─── AVAILABLE DATA

//! Canonical content scaffolding inside `<main>`.
//!
//! Each block is wrapped in its own `<section class="scaffold-…">` so that
//! inserted paragraphs never become siblings of the page heading.

use pagesmith_document::{DocumentTree, NodeId, Placement, escape_text};
use pagesmith_shared::Result;

use super::section::{ensure_section, heading_block, main_element};
use super::{Pass, PassContext, PassKind};
use crate::slug::humanize;

/// Heading text each scaffold block is recognized by, in page order.
pub const SCAFFOLD_HEADINGS: [&str; 4] = ["Overview", "Prerequisites", "Step by step", "Variations"];

const OVERVIEW: &str = SCAFFOLD_HEADINGS[0];
const PREREQUISITES: &str = SCAFFOLD_HEADINGS[1];
const STEPS: &str = SCAFFOLD_HEADINGS[2];
const VARIATIONS: &str = SCAFFOLD_HEADINGS[3];

/// Ensures `<h1>` plus the Overview, Prerequisites, Step by step and
/// Variations blocks exist in the first `<main>`.
#[derive(Debug, Clone, Copy, Default)]
pub struct StructurePass;

impl Pass for StructurePass {
    fn kind(&self) -> PassKind {
        PassKind::Structure
    }

    fn name(&self) -> &'static str {
        "structure"
    }

    fn apply(&self, tree: &mut DocumentTree, ctx: &PassContext<'_>) -> Result<bool> {
        let Some(main) = main_element(tree) else {
            return Ok(false);
        };
        let mut changed = false;

        let h1 = match tree.find_first(main, "h1") {
            Some(h1) => h1,
            None => {
                let h1 = tree.create_element("h1", Vec::new());
                tree.set_text(h1, ctx.display_title);
                tree.prepend_child(main, h1);
                changed = true;
                h1
            }
        };

        changed |= ensure_section(tree, main, OVERVIEW, &overview_markup(ctx), |_| {
            Placement::After(h1)
        });

        changed |= ensure_section(tree, main, PREREQUISITES, &prerequisites_markup(), |t| {
            prerequisites_placement(t, main)
        });

        changed |= ensure_section(tree, main, STEPS, &steps_markup(ctx), |_| {
            Placement::Append(main)
        });

        changed |= ensure_section(tree, main, VARIATIONS, &variations_markup(), |_| {
            Placement::Append(main)
        });

        Ok(changed)
    }
}

/// Right after the first sub-heading block, or at the end of `<main>`.
fn prerequisites_placement(tree: &DocumentTree, main: NodeId) -> Placement {
    match tree.find_first(main, "h2") {
        Some(h2) => Placement::After(heading_block(tree, h2)),
        None => Placement::Append(main),
    }
}

fn overview_markup(ctx: &PassContext<'_>) -> String {
    let heading = format!("<h2>{OVERVIEW} of the flow</h2>");
    let body = match (&ctx.services.source, &ctx.services.target) {
        (Some(source), Some(target)) => format!(
            "<p>This automation connects {} with {}, keeping data and actions in sync between the two platforms.</p>",
            escape_text(&humanize(source)),
            escape_text(&humanize(target)),
        ),
        _ => String::new(),
    };
    format!(r#"<section class="scaffold-overview">{heading}{body}</section>"#)
}

fn prerequisites_markup() -> String {
    format!(
        concat!(
            r#"<section class="scaffold-prerequisites"><h2>{}</h2><ul>"#,
            "<li>An active account on the source service</li>",
            "<li>An active account on the target service</li>",
            "<li>An n8n instance or an equivalent automation platform</li>",
            "<li>The API keys or authentication tokens both services require</li>",
            "</ul></section>",
        ),
        PREREQUISITES
    )
}

fn steps_markup(ctx: &PassContext<'_>) -> String {
    let heading = match ctx.config.platform_tags.first() {
        Some(platform) => format!("{STEPS} in {}", escape_text(platform)),
        None => STEPS.to_string(),
    };
    format!(
        concat!(
            r#"<section class="scaffold-steps"><h2>{}</h2><ol>"#,
            "<li>Create a new workflow</li>",
            "<li>Add the trigger for the source service</li>",
            "<li>Configure authentication and the events to listen for</li>",
            "<li>Add the action for the target service</li>",
            "<li>Map the fields between source and target</li>",
            "<li>Test the flow with real data</li>",
            "<li>Activate the workflow</li>",
            "</ol></section>",
        ),
        heading
    )
}

fn variations_markup() -> String {
    format!(
        concat!(
            r#"<section class="scaffold-variations"><h2>{} and advanced ideas</h2><ul>"#,
            "<li>Log every run to Google Sheets for auditing</li>",
            "<li>Send a Slack notification when an error occurs</li>",
            "<li>Enrich the data with OpenAI before sending it</li>",
            "</ul></section>",
        ),
        VARIATIONS
    )
}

──────

# WORK TO BE COMPLETED
Each of the records is to be written out again without alteration.

# ANSWER AREA
//! Canonical content scaffolding inside `<main>`.
//!
//! Each block is wrapped in its own `<section class="scaffold-…">` so that
//! inserted paragraphs never become siblings of the page heading.

use pagesmith_document::{DocumentTree, NodeId, Placement, escape_text};
use pagesmith_shared::Result;

use super::section::{ensure_section, heading_block, main_element};
use super::{Pass, PassContext, PassKind};
use crate::slug::humanize;

/// Heading text each scaffold block is recognized by, in page order.
pub const SCAFFOLD_HEADINGS: [&str; 4] = ["Overview", "Prerequisites", "Step by step", "Variations"];

const OVERVIEW: &str = SCAFFOLD_HEADINGS[0];
const PREREQUISITES: &str = SCAFFOLD_HEADINGS[1];
const STEPS: &str = SCAFFOLD_HEADINGS[2];
const VARIATIONS: &str = SCAFFOLD_HEADINGS[3];

/// Ensures `<h1>` plus the Overview, Prerequisites, Step by step and
/// Variations blocks exist in the first `<main>`.
#[derive(Debug, Clone, Copy, Default)]
pub struct StructurePass;

impl Pass for StructurePass {
    fn kind(&self) -> PassKind {
        PassKind::Structure
    }

    fn name(&self) -> &'static str {
        "structure"
    }

    fn apply(&self, tree: &mut DocumentTree, ctx: &PassContext<'_>) -> Result<bool> {
        let Some(main) = main_element(tree) else {
            return Ok(false);
        };
        let mut changed = false;

        let h1 = match tree.find_first(main, "h1") {
            Some(h1) => h1,
            None => {
                let h1 = tree.create_element("h1", Vec::new());
                tree.set_text(h1, ctx.display_title);
                tree.prepend_child(main, h1);
                changed = true;
                h1
            }
        };

        changed |= ensure_section(tree, main, OVERVIEW, &overview_markup(ctx), |_| {
            Placement::After(h1)
        });

        changed |= ensure_section(tree, main, PREREQUISITES, &prerequisites_markup(), |t| {
            prerequisites_placement(t, main)
        });

        changed |= ensure_section(tree, main, STEPS, &steps_markup(ctx), |_| {
            Placement::Append(main)
        });

        changed |= ensure_section(tree, main, VARIATIONS, &variations_markup(), |_| {
            Placement::Append(main)
        });

        Ok(changed)
    }
}

/// Right after the first sub-heading block, or at the end of `<main>`.
fn prerequisites_placement(tree: &DocumentTree, main: NodeId) -> Placement {
    match tree.find_first(main, "h2") {
        Some(h2) => Placement::After(heading_block(tree, h2)),
        None => Placement::Append(main),
    }
}

fn overview_markup(ctx: &PassContext<'_>) -> String {
    let heading = format!("<h2>{OVERVIEW} of the flow</h2>");
    let body = match (&ctx.services.source, &ctx.services.target) {
        (Some(source), Some(target)) => format!(
            "<p>This automation connects {} with {}, keeping data and actions in sync between the two platforms.</p>",
            escape_text(&humanize(source)),
            escape_text(&humanize(target)),
        ),
        _ => String::new(),
    };
    format!(r#"<section class="scaffold-overview">{heading}{body}</section>"#)
}

fn prerequisites_markup() -> String {
    format!(
        concat!(
            r#"<section class="scaffold-prerequisites"><h2>{}</h2><ul>"#,
            "<li>An active account on the source service</li>",
            "<li>An active account on the target service</li>",
            "<li>An n8n instance or an equivalent automation platform</li>",
            "<li>The API keys or authentication tokens both services require</li>",
            "</ul></section>",
        ),
        PREREQUISITES
    )
}

fn steps_markup(ctx: &PassContext<'_>) -> String {
    let heading = match ctx.config.platform_tags.first() {
        Some(platform) => format!("{STEPS} in {}", escape_text(platform)),
        None => STEPS.to_string(),
    };
    format!(
        concat!(
            r#"<section class="scaffold-steps"><h2>{}</h2><ol>"#,
            "<li>Create a new workflow</li>",
            "<li>Add the trigger for the source service</li>",
            "<li>Configure authentication and the events to listen for</li>",
            "<li>Add the action for the target service</li>",
            "<li>Map the fields between source and target</li>",
            "<li>Test the flow with real data</li>",
            "<li>Activate the workflow</li>",
            "</ol></section>",
        ),
        heading
    )
}

fn variations_markup() -> String {
    format!(
        concat!(
            r#"<section class="scaffold-variations"><h2>{} and advanced ideas</h2><ul>"#,
            "<li>Log every run to Google Sheets for auditing</li>",
            "<li>Send a Slack notification when an error occurs</li>",
            "<li>Enrich the data with OpenAI before sending it</li>",
            "</ul></section>",
        ),
        VARIATIONS
    )
}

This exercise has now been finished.